## Saved entries
+ + +
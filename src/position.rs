//! Position mapper
//!
//! Converts between a flat code-point offset into a `\n`-joined text and a
//! logical `(row, col)` position. Offsets here are **code-point** offsets,
//! counting each `\n` as one unit of separator — never UTF-8 byte offsets.

/// A logical position: `row` indexes lines, `col` indexes code points within
/// `lines[row]`.
#[derive(Debug, Clone, Copy, PartialEq, Eq, PartialOrd, Ord, Default)]
pub struct Position {
    pub row: usize,
    pub col: usize,
}

impl Position {
    #[must_use]
    pub fn new(row: usize, col: usize) -> Self {
        Self { row, col }
    }
}

/// Map a code-point `offset` into `text` to a logical `(row, col)`.
///
/// `offset` is clamped to the end of the text if it runs past the end.
#[must_use]
pub fn offset_to_logical(text: &str, offset: usize) -> Position {
    let lines: Vec<&str> = text.split('\n').collect();
    let last_row = lines.len() - 1;
    let mut remaining = offset;

    for (i, line) in lines.iter().enumerate() {
        let line_len = line.chars().count();
        if i == last_row {
            // No trailing separator to consume; clamp to the end of text.
            return Position::new(i, remaining.min(line_len));
        }
        if remaining <= line_len {
            // This includes landing exactly on the separator after line i:
            // that offset resolves to the end of line i, not the head of
            // line i+1, which is what keeps this function injective (and
            // therefore invertible by `logical_to_offset`) on [0, textLen].
            return Position::new(i, remaining);
        }
        // Consume this line's body plus its trailing separator in one step.
        remaining -= line_len + 1;
    }

    unreachable!("split('\\n') always yields at least one line")
}

/// Map a logical `(row, col)` back to a code-point offset into `text`.
///
/// Rows/cols outside the text are clamped to the nearest valid position.
#[must_use]
pub fn logical_to_offset(text: &str, pos: Position) -> usize {
    let lines: Vec<&str> = text.split('\n').collect();
    let last_row = lines.len().saturating_sub(1);
    let row = pos.row.min(last_row);

    let mut offset = 0;
    for line in lines.iter().take(row) {
        offset += line.chars().count() + 1; // +1 for the separator
    }
    let line_len = lines[row].chars().count();
    offset + pos.col.min(line_len)
}

#[cfg(test)]
#[path = "position_tests.rs"]
mod tests;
+ + +
## Description of the task
The answer should be a bare number: the count of lines above in which the word "separator" occurs.

## Your response
5